CHALMERS: The inflationary pressures in our economy were building well before the war in Ukraine. The energy price story out of Ukraine is obviously part of what we're dealing with but it's not the whole story, nowhere near it. These pressures were building for some time and real wages have been falling for some time as well. The point that we make about the Government is they want to take credit for an unemployment rate falling in welcome ways, but they don't want to take responsibility for a trillion dollars in debt that they doubled even before the pandemic. They don't want to take responsibility for real wages falling, even though they've said that that's a deliberate design feature of their economic policy. So what we've said today in releasing our Economic Plan and our Budget Strategy as part of that, is that we will take responsibility for trying to grow the economy the right way, get wages growing again, and start to deal with this legacy of debt, so that we're funding commitments which actually have a meaningful economic dividend. That's what's been missing. There's not a plan from the Government for the economy beyond the election. We have a plan, we released it today, and that is all about dealing with these defining challenges of inflation, real wages, and no economic dividend from all the debt.

CHILDS: So if you are elected, when could people expect to see the strain on their hip pocket begin to ease, what real changes to their budget will they see?

CHALMERS: First of all, we supported the cost of living relief that's in the Budget, that's the near term piece of the puzzle. But over the medium term, we've got policies in at least three areas that will make a big difference. First of all, our Powering Australia plan will get energy costs down. Cleaner and cheaper energy - increasingly, renewable energy  is cheaper energy - when it comes to new sources, do that will be part of the story. We've got a relatively significant commitment to making child care cheaper, which will take some of that cost of living pressure, particularly off parents in the economy and make it easier for them to work more and earn more as well. And we've got that strategy to get real wages growing again. The combination of those three things - power prices, child care prices, and real wages - those plans are meaningful, long term, sustainable plans, that will exist after the Government's cash relief runs out.
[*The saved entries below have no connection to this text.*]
impl TreeRender {
    /// The only sanctioned constructor. Failures (group-input proxy without
    /// a real input, a render clone as root) are captured into a `Failed`
    /// state instead of propagating: every later operation on the returned
    /// handle short-circuits to empty results.
    pub fn create(mut args: CtorArgs) -> Arc<TreeRender> {
        let mut state = RenderStatus::Ok;

        // A group-input node has no inputs of its own; rendering it only
        // makes sense through the input of the enclosing group it stands
        // for.
        match args.tree_root.resolve_group_input() {
            GroupInputResolution::NotAGroupInput => {}
            GroupInputResolution::Redirect(real_input) => {
                debug!(
                    "group-input root {} rewritten to {}",
                    args.tree_root.label(),
                    real_input.label()
                );
                args.tree_root = real_input;
            }
            GroupInputResolution::MissingInput => {
                state = RenderStatus::Failed;
            }
        }

        if !state.is_failure() && args.tree_root.is_render_clone() {
            state = RenderStatus::Failed;
        }

        let handle_nans = args.settings.is_nan_handling_enabled();
        let use_concatenations = args.settings.is_transform_concatenation_enabled();

        let (gl_context, cpu_gl_context) = if state.is_failure() {
            (None, None)
        } else {
            Self::fetch_gl_contexts(&args)
        };

        let requested = args
            .extra_nodes_to_sample
            .iter()
            .map(|effect| (effect.node_id(), None))
            .collect();

        Arc::new(TreeRender {
            args,
            state: Mutex::new(state),
            extra: Mutex::new(ExtraResults {
                requested,
                stroke_update_area: None,
            }),
            output_request: Mutex::new(None),
            clones: Mutex::new(CloneRegistry::default()),
            clones_cleaned: AtomicBool::new(false),
            main_execution_created: AtomicBool::new(false),
            executions: Mutex::new(Vec::new()),
            gl_context,
            cpu_gl_context,
            aborted: AtomicU32::new(0),
            handle_nans,
            use_concatenations,
        })
    }

    /// Acquire one GPU and one CPU context from the pool. In paint mode the
    /// pair is memoized on the stroke item so successive strokes keep the
    /// same contexts. Exhaustion is non-fatal: effects that need GPU fail
    /// individually during render.
    fn fetch_gl_contexts(
        args: &CtorArgs,
    ) -> (
        Option<Weak<dyn OpenGlContext>>,
        Option<Weak<dyn OpenGlContext>>,
    ) {
        let mut pair = None;
        if let Some(item) = &args.active_drawable_item {
            pair = item.drawing_contexts();
            if pair.is_none() {
                match (
                    args.context_pool.gpu_context(true),
                    args.context_pool.cpu_context(true),
                ) {
                    (Ok(gpu), Ok(cpu)) => {
                        item.set_drawing_contexts(gpu.clone(), cpu.clone());
                        pair = Some((gpu, cpu));
                    }
                    (gpu, cpu) => {
                        if let Err(err) = gpu.and(cpu) {
                            debug!("painting without rendering contexts: {}", err);
                        }
                    }
                }
            }
        } else {
            match (
                args.context_pool.gpu_context(false),
                args.context_pool.cpu_context(false),
            ) {
                (Ok(gpu), Ok(cpu)) => pair = Some((gpu, cpu)),
                (gpu, cpu) => {
                    if let Err(err) = gpu.and(cpu) {
                        debug!("rendering without OpenGL contexts: {}", err);
                    }
                }
            }
        }
        match pair {
            Some((gpu, cpu)) => (Some(Arc::downgrade(&gpu)), Some(Arc::downgrade(&cpu))),
            None => (None, None),
        }
    }

    /// Per-tree-render parameter snapshot of `effect`, created on first use
    /// and reused afterwards.
    pub fn create_render_clone(
        self: &Arc<Self>,
        effect: &Arc<dyn Effect>,
        time: TimeValue,
        view: ViewIdx,
    ) -> Arc<dyn Effect> {
        let key = RenderCloneKey {
            node: effect.node_id(),
            time,
            view,
        };
        self.clones.lock().unwrap().get_or_create(effect, key)
    }

    /// Register a clone produced outside [`TreeRender::create_render_clone`]
    /// so teardown reaches it too.
    pub fn register_render_clone(
        &self,
        main: &Arc<dyn Effect>,
        key: RenderCloneKey,
        clone: Arc<dyn Effect>,
    ) {
        self.clones.lock().unwrap().register(main, key, clone);
    }

    /// Drop every clone registered for this render. Runs at most once; later
    /// calls are no-ops.
    pub fn cleanup_render_clones(&self) {
        if self.clones_cleaned.swap(true, Ordering::AcqRel) {
            return;
        }
        self.clones.lock().unwrap().cleanup();
    }

    fn failed_execution(
        self: &Arc<Self>,
        is_main: bool,
        status: RenderStatus,
    ) -> Arc<RenderExecution> {
        let execution =
            RenderExecution::new(self, is_main, ImagePlaneDesc::default(), RectD::default());
        execution.fail(status);
        self.executions.lock().unwrap().push(execution.clone());
        execution
    }

    #[allow(clippy::too_many_arguments)]
    fn create_execution_internal(
        self: &Arc<Self>,
        is_main: bool,
        root: &Arc<dyn Effect>,
        time: TimeValue,
        view: ViewIdx,
        proxy_scale: RenderScale,
        mipmap_level: u32,
        plane: Option<ImagePlaneDesc>,
        canonical_roi: Option<RectD>,
    ) -> Arc<RenderExecution> {
        let state = self.status();
        if state.is_failure() {
            return self.failed_execution(is_main, state);
        }

        let root_clone = self.create_render_clone(root, time, view);

        let plane = match plane {
            Some(plane) => plane,
            None => match root_clone.produced_planes(time, view) {
                Ok(planes) => planes.into_iter().next().unwrap_or_default(),
                Err(status) => return self.failed_execution(is_main, status),
            },
        };

        let canonical_roi = match canonical_roi {
            Some(roi) => roi,
            None => {
                let scale = combined_scale(proxy_scale, mipmap_level);
                match root_clone.region_of_definition(time, view, scale) {
                    Ok(rod) => rod,
                    Err(status) => return self.failed_execution(is_main, status),
                }
            }
        };

        let execution = RenderExecution::new(self, is_main, plane.clone(), canonical_roi);
        self.executions.lock().unwrap().push(execution.clone());

        // Recursive request pass: builds the topologically analyzed task set
        // and its dependency edges into the execution.
        let request_args = RequestRenderArgs {
            time,
            view,
            proxy_scale,
            mipmap_level,
            plane,
            canonical_roi,
            requester: None,
            input_index: None,
        };
        match root_clone.request_render(&execution, &request_args) {
            Ok(output) => execution.set_output_request(output),
            Err(status) => {
                execution.fail(status);
                return execution;
            }
        }

        // The request pass must have produced the first batch of
        // dependency-free renders, otherwise nothing could ever run.
        if execution.ready_task_count() == 0 && !execution.status().is_failure() {
            execution.fail(RenderStatus::Failed);
        }
        execution
    }

    /// Plan the root request of this render. Exactly one main execution
    /// exists per tree render.
    pub fn create_main_execution_data(self: &Arc<Self>) -> Arc<RenderExecution> {
        let already = self.main_execution_created.swap(true, Ordering::AcqRel);
        debug_assert!(!already, "main execution planned twice");
        let root = self.args.tree_root.clone();
        self.create_execution_internal(
            true,
            &root,
            self.args.time,
            self.args.view,
            self.args.proxy_scale,
            self.args.mipmap_level,
            self.args.plane.clone(),
            self.args.canonical_roi,
        )
    }

    /// Plan an auxiliary request sharing this render's identity and clones
    /// (color-picker samples, extra plane fetches). Clones stay registered
    /// until the top-level [`TreeRender::cleanup_render_clones`].
    #[allow(clippy::too_many_arguments)]
    pub fn create_sub_execution_data(
        self: &Arc<Self>,
        root: &Arc<dyn Effect>,
        time: TimeValue,
        view: ViewIdx,
        proxy_scale: RenderScale,
        mipmap_level: u32,
        plane: Option<ImagePlaneDesc>,
        canonical_roi: Option<RectD>,
    ) -> Arc<RenderExecution> {
        self.create_execution_internal(
            false,
            root,
            time,
            view,
            proxy_scale,
            mipmap_level,
            plane,
            canonical_roi,
        )
    }

    /// One sub-execution per extra-requested node whose image the main
    /// execution did not populate opportunistically (a node on the main path
    /// is usually satisfied from cache during the main pass).
    pub fn get_extra_requested_results_execution_data(
        self: &Arc<Self>,
    ) -> Vec<Arc<RenderExecution>> {
        let missing: Vec<Uuid> = {
            let extra = self.extra.lock().unwrap();
            extra
                .requested
                .iter()
                .filter(|(_, slot)| slot.is_none())
                .map(|(node, _)| *node)
                .collect()
        };

        let mut executions = Vec::new();
        for node in missing {
            let effect = self
                .args
                .extra_nodes_to_sample
                .iter()
                .find(|effect| effect.node_id() == node);
            if let Some(effect) = effect.cloned() {
                executions.push(self.create_sub_execution_data(
                    &effect,
                    self.args.time,
                    self.args.view,
                    self.args.proxy_scale,
                    self.args.mipmap_level,
                    self.args.plane.clone(),
                    self.args.canonical_roi,
                ));
            }
        }
        executions
    }

    /// Funnel for per-task completion. Failures stick on the render state;
    /// the root node's request becomes the output, any other request fills
    /// its extra-results slot at most once.
    pub fn set_results(&self, request: Option<&Arc<FrameViewRequest>>, status: RenderStatus) {
        if status.is_failure() {
            let mut state = self.state.lock().unwrap();
            if !state.is_failure() {
                *state = status;
            }
        }
        if let Some(request) = request {
            let node = request.effect().node_id();
            if node == self.args.tree_root.node_id() {
                *self.output_request.lock().unwrap() = Some(request.clone());
            } else {
                let mut extra = self.extra.lock().unwrap();
                if let Some(slot) = extra.requested.get_mut(&node) {
                    if slot.is_none() {
                        *slot = Some(request.clone());
                    }
                }
            }
        }
    }

    pub fn status(&self) -> RenderStatus {
        *self.state.lock().unwrap()
    }

    pub fn output_request(&self) -> Option<Arc<FrameViewRequest>> {
        self.output_request.lock().unwrap().clone()
    }

    pub fn extra_requested_result_for_node(&self, node: Uuid) -> Option<Arc<FrameViewRequest>> {
        self.extra
            .lock()
            .unwrap()
            .requested
            .get(&node)
            .cloned()
            .flatten()
    }

    pub fn is_extra_results_requested_for_node(&self, node: Uuid) -> bool {
        self.extra.lock().unwrap().requested.contains_key(&node)
    }

    pub fn set_active_stroke_update_area(&self, area: RectI) {
        self.extra.lock().unwrap().stroke_update_area = Some(area);
    }

    pub fn active_stroke_update_area(&self) -> Option<RectI> {
        self.extra.lock().unwrap().stroke_update_area
    }

    /// Cooperative cancellation: running kernels are not preempted, they
    /// observe the flag at their next checkpoint.
    pub fn set_render_aborted(&self) {
        self.aborted.fetch_add(1, Ordering::AcqRel);
    }

    pub fn is_render_aborted(&self) -> bool {
        self.aborted.load(Ordering::Acquire) > 0
    }

    pub fn time(&self) -> TimeValue {
        self.args.time
    }

    pub fn view(&self) -> ViewIdx {
        self.args.view
    }

    pub fn ctor_roi(&self) -> Option<RectD> {
        self.args.canonical_roi
    }

    pub fn proxy_scale(&self) -> RenderScale {
        self.args.proxy_scale
    }

    pub fn mipmap_level(&self) -> u32 {
        self.args.mipmap_level
    }

    pub fn is_playback(&self) -> bool {
        self.args.playback
    }

    pub fn is_draft_render(&self) -> bool {
        self.args.draft_mode
    }

    pub fn is_bypass_cache_enabled(&self) -> bool {
        self.args.bypass_cache
    }

    pub fn is_concurrent_renders_allowed(&self) -> bool {
        !self.args.prevent_concurrent_renders
    }

    pub fn is_nan_handling_enabled(&self) -> bool {
        self.handle_nans
    }

    pub fn is_concatenation_enabled(&self) -> bool {
        self.use_concatenations
    }

    pub fn original_tree_root(&self) -> &Arc<dyn Effect> {
        &self.args.tree_root
    }

    pub fn current_drawing_item(&self) -> Option<&Arc<DrawableItem>> {
        self.args.active_drawable_item.as_ref()
    }

    pub fn stats(&self) -> Option<Arc<RenderStats>> {
        self.args.stats.clone()
    }

    pub fn queue(&self) -> Arc<dyn TaskQueue> {
        self.args.queue.clone()
    }

    pub fn gpu_context(&self) -> Option<Arc<dyn OpenGlContext>> {
        self.gl_context.as_ref().and_then(Weak::upgrade)
    }

    pub fn cpu_context(&self) -> Option<Arc<dyn OpenGlContext>> {
        self.cpu_gl_context.as_ref().and_then(Weak::upgrade)
    }
}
CHILDS: And how long will that take?

CHALMERS: When it comes to the modelled savings on power bills, we're talking about the middle of this decade, $275 a year. When we're talking about child care, we're talking about next year. When we're talking about real wages, we need to get those real wages moving as soon as possible and our policies give us the opportunity to do that. Think about it in a couple of stages. There's cost of living relief - bipartisan, in the system right now. But what's missing from the Government - which isn't missing from our policy offering - is some of the longer term enduring ways to take the pressure, particularly off working families but also Australians more broadly, who are being hit by this triple whammy. Interest rate rises before long, skyrocketing costs of living and falling real wages.

CHILDS: People are struggling now though, Jim Chalmers. What you're proposing, we won't see the results for years.

CHALMERS: No, we've supported the near term cost of living relief. You mentioned some of the issues before around petrol for example, we supported the relief there. We've supported the cash payments which have gone out the door. But we've said there needs to be something after that and we've provided a plan for after that.

CHILDS: Jim Chalmers, thank you.

CHALMERS:  Thanks for your time, Ros.